◆ **Required work**: Write out exactly, with no other output, the lines below from the one that contains "let rb = self.hdr.rb_ext2psp;" through the end.

═══ Record extracts ═══

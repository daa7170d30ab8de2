// PSP PROXY — FLASH RING-BUFFER TRANSPORT
// Device URI: em100tcp://<host>:<port>. Speaks the flash emulator's framed
// read/write protocol and layers two single-producer/single-consumer ring
// buffers over a message channel embedded at a fixed offset in the flash
// image. Every peek costs a network round trip for the channel header, so
// latency is dominated by the emulator link: expect milliseconds, not
// microseconds, per poll cycle.

use std::io::{Read, Write};
use std::mem;
use std::net::{TcpStream, ToSocketAddrs};
use std::thread;
use std::time::Duration;

use bytemuck::{Pod, Zeroable};
use log::debug;

use crate::engine::clock::Deadline;
use crate::error::{ProxyError, Result};
use crate::transport::{Interrupter, PollOutcome, Transport};

/// Request header of the emulator protocol.
#[repr(C)]
#[derive(Debug, Clone, Copy, Pod, Zeroable)]
struct EmuReqHdr {
    magic: u32,
    /// 0 = read, 1 = write.
    cmd: u32,
    addr_start: u32,
    cb_xfer: u32,
}

const EMU_REQ_MAGIC: u32 = 0xEBAD_C0DE;
const EMU_CMD_READ: u32 = 0;
const EMU_CMD_WRITE: u32 = 1;

/// One ring buffer header inside the message channel.
#[repr(C)]
#[derive(Debug, Clone, Copy, Pod, Zeroable)]
struct SpiRingBuf {
    cb_ring: u32,
    /// Producer offset.
    off_head: u32,
    /// Consumer offset.
    off_tail: u32,
}

/// The message channel header at the fixed flash offset. The magic sits at
/// the end so a partially written header never looks valid.
#[repr(C)]
#[derive(Debug, Clone, Copy, Pod, Zeroable)]
struct MsgChanHdr {
    off_ext2psp: u32,
    off_psp2ext: u32,
    rb_ext2psp: SpiRingBuf,
    rb_psp2ext: SpiRingBuf,
    magic: u32,
}
const _: () = assert!(mem::size_of::<MsgChanHdr>() == 36);

/// Flash offset of the message channel.
const MSG_CHAN_OFF: u32 = 0x00AA_B000;
const MSG_CHAN_MAGIC: u32 = 0x1892_0103;
/// Data capacity of each ring.
const RING_SIZE: u32 = 4096;

// Byte offsets of the two pointer fields that get published individually.
const OFF_EXT2PSP_HEAD: u32 = 12;
const OFF_PSP2EXT_TAIL: u32 = 28;

/// Interval between header fetches while waiting for ring space or data.
const RING_BACKOFF_MS: u64 = 1;

#[inline]
fn ring_free(rb: &SpiRingBuf) -> u32 {
    if rb.off_head >= rb.off_tail {
        rb.cb_ring - (rb.off_head - rb.off_tail)
    } else {
        rb.off_tail - rb.off_head
    }
}

#[inline]
fn ring_used(rb: &SpiRingBuf) -> u32 {
    rb.cb_ring - ring_free(rb)
}

/// Bytes writable in one go, up to the head pointer wrap.
#[inline]
fn ring_contig_write(rb: &SpiRingBuf) -> u32 {
    ring_free(rb).min(rb.cb_ring - rb.off_head)
}

/// Bytes readable in one go, up to the tail pointer wrap.
#[inline]
fn ring_contig_read(rb: &SpiRingBuf) -> u32 {
    ring_used(rb).min(rb.cb_ring - rb.off_tail)
}

pub struct FlashRbTransport {
    stream: TcpStream,
    /// Shadow copy of the channel header, refreshed before every ring access.
    hdr: MsgChanHdr,
}

impl FlashRbTransport {
    pub fn open(details: &str) -> Result<Self> {
        let (host, port) = details
            .rsplit_once(':')
            .ok_or_else(|| ProxyError::InvalidDeviceUri(format!("em100tcp://{details}")))?;
        let port: u16 = port
            .parse()
            .map_err(|_| ProxyError::InvalidDeviceUri(format!("em100tcp://{details}")))?;

        let addrs = (host, port)
            .to_socket_addrs()
            .map_err(ProxyError::Transport)?
            .collect::<Vec<_>>();
        let stream = TcpStream::connect(&addrs[..]).map_err(ProxyError::Transport)?;
        stream.set_nodelay(true).map_err(ProxyError::Transport)?;

        let mut xport = FlashRbTransport { stream, hdr: MsgChanHdr::zeroed() };
        xport.channel_init()?;
        debug!("flash ring-buffer transport initialized against {host}:{port}");
        Ok(xport)
    }

    /// Publish an empty message channel so the stub finds pristine rings.
    fn channel_init(&mut self) -> Result<()> {
        let cb_hdr = mem::size_of::<MsgChanHdr>() as u32;
        self.hdr = MsgChanHdr {
            off_ext2psp: cb_hdr,
            off_psp2ext: cb_hdr + RING_SIZE,
            rb_ext2psp: SpiRingBuf { cb_ring: RING_SIZE, off_head: 0, off_tail: 0 },
            rb_psp2ext: SpiRingBuf { cb_ring: RING_SIZE, off_head: 0, off_tail: 0 },
            magic: MSG_CHAN_MAGIC,
        };
        let ab = bytemuck::bytes_of(&self.hdr).to_vec();
        self.flash_write(MSG_CHAN_OFF, &ab)
    }

    fn flash_read(&mut self, addr: u32, buf: &mut [u8]) -> Result<()> {
        let req = EmuReqHdr {
            magic: EMU_REQ_MAGIC,
            cmd: EMU_CMD_READ,
            addr_start: addr,
            cb_xfer: buf.len() as u32,
        };
        self.stream.write_all(bytemuck::bytes_of(&req)).map_err(ProxyError::Transport)?;
        let rc = self.emu_status()?;
        if rc != 0 {
            return Err(ProxyError::Protocol(format!("flash emulator read failed (rc={rc})")));
        }
        self.stream.read_exact(buf).map_err(ProxyError::Transport)
    }

    fn flash_write(&mut self, addr: u32, data: &[u8]) -> Result<()> {
        let req = EmuReqHdr {
            magic: EMU_REQ_MAGIC,
            cmd: EMU_CMD_WRITE,
            addr_start: addr,
            cb_xfer: data.len() as u32,
        };
        self.stream.write_all(bytemuck::bytes_of(&req)).map_err(ProxyError::Transport)?;
        self.stream.write_all(data).map_err(ProxyError::Transport)?;
        let rc = self.emu_status()?;
        if rc != 0 {
            return Err(ProxyError::Protocol(format!("flash emulator write failed (rc={rc})")));
        }
        Ok(())
    }

    fn emu_status(&mut self) -> Result<i32> {
        let mut ab = [0u8; 4];
        self.stream.read_exact(&mut ab).map_err(ProxyError::Transport)?;
        Ok(i32::from_le_bytes(ab))
    }

    /// Refresh the shadow header from flash.
    fn hdr_fetch(&mut self) -> Result<()> {
        let mut ab = [0u8; mem::size_of::<MsgChanHdr>()];
        self.flash_read(MSG_CHAN_OFF, &mut ab)?;
        let hdr: MsgChanHdr = bytemuck::pod_read_unaligned(&ab);
        if hdr.magic != MSG_CHAN_MAGIC {
            return Err(ProxyError::Protocol(format!(
                "flash message channel magic gone ({:#010x})",
                hdr.magic
            )));
        }
        self.hdr = hdr;
        Ok(())
    }

    /// Publish a single advanced pointer field back to flash.
    fn publish_u32(&mut self, field_off: u32, val: u32) -> Result<()> {
        self.flash_write(MSG_CHAN_OFF + field_off, &val.to_le_bytes())
    }
}

impl Transport for FlashRbTransport {
    fn peek(&mut self) -> usize {
        match self.hdr_fetch() {
            Ok(()) => ring_used(&self.hdr.rb_psp2ext) as usize,
            Err(_) => 0,
        }
    }

    fn read(&mut self, buf: &mut [u8]) -> Result<usize> {
        self.hdr_fetch()?;
        let rb = self.hdr.rb_psp2ext;
        let contig = (ring_contig_read(&rb) as usize).min(buf.len());
        if contig == 0 {
            return Ok(0);
        }
        let off_data = MSG_CHAN_OFF + self.hdr.off_psp2ext + rb.off_tail;
        self.flash_read(off_data, &mut buf[..contig])?;
        let tail = (rb.off_tail + contig as u32) % rb.cb_ring;
        self.hdr.rb_psp2ext.off_tail = tail;
        self.publish_u32(OFF_PSP2EXT_TAIL, tail)?;
        Ok(contig)
    }

    fn write(&mut self, buf: &[u8]) -> Result<()> {
        let mut rest = buf;
        while !rest.is_empty() {
            self.hdr_fetch()?;
            let rb = self.hdr.rb_ext2psp;
            let contig = (ring_contig_write(&rb) as usize).min(rest.len());
            if contig == 0 {
                // Ring full until the stub drains it.
                thread::sleep(Duration::from_millis(RING_BACKOFF_MS));
                continue;
            }
            let off_data = MSG_CHAN_OFF + self.hdr.off_ext2psp + rb.off_head;
            self.flash_write(off_data, &rest[..contig])?;
            let head = (rb.off_head + contig as u32) % rb.cb_ring;
            self.hdr.rb_ext2psp.off_head = head;
            self.publish_u32(OFF_EXT2PSP_HEAD, head)?;
            rest = &rest[contig..];
        }
        Ok(())
    }

    /// Busy peek with a short sleep between header fetches. There is no
    /// event channel in a flash image; this is as good as it gets.
    fn poll(&mut self, ms: u32) -> Result<PollOutcome> {
        let deadline = Deadline::after(ms);
        loop {
            self.hdr_fetch()?;
            if ring_used(&self.hdr.rb_psp2ext) != 0 {
                return Ok(PollOutcome::Ready);
            }
            if deadline.expired() {
                return Ok(PollOutcome::TimedOut);
            }
            thread::sleep(Duration::from_millis(RING_BACKOFF_MS));
        }
    }

    fn interrupter(&self) -> Option<Interrupter> {
        // Nothing can unblock the busy peek; callers must rely on timeouts.
        None
    }
}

═══

◆ **Your solution**:
            let rb = self.hdr.rb_ext2psp;
            let contig = (ring_contig_write(&rb) as usize).min(rest.len());
            if contig == 0 {
                // Ring full until the stub drains it.
                thread::sleep(Duration::from_millis(RING_BACKOFF_MS));
                continue;
            }
            let off_data = MSG_CHAN_OFF + self.hdr.off_ext2psp + rb.off_head;
            self.flash_write(off_data, &rest[..contig])?;
            let head = (rb.off_head + contig as u32) % rb.cb_ring;
            self.hdr.rb_ext2psp.off_head = head;
            self.publish_u32(OFF_EXT2PSP_HEAD, head)?;
            rest = &rest[contig..];
        }
        Ok(())
    }

    /// Busy peek with a short sleep between header fetches. There is no
    /// event channel in a flash image; this is as good as it gets.
    fn poll(&mut self, ms: u32) -> Result<PollOutcome> {
        let deadline = Deadline::after(ms);
        loop {
            self.hdr_fetch()?;
            if ring_used(&self.hdr.rb_psp2ext) != 0 {
                return Ok(PollOutcome::Ready);
            }
            if deadline.expired() {
                return Ok(PollOutcome::TimedOut);
            }
            thread::sleep(Duration::from_millis(RING_BACKOFF_MS));
        }
    }

    fn interrupter(&self) -> Option<Interrupter> {
        // Nothing can unblock the busy peek; callers must rely on timeouts.
        None
    }
}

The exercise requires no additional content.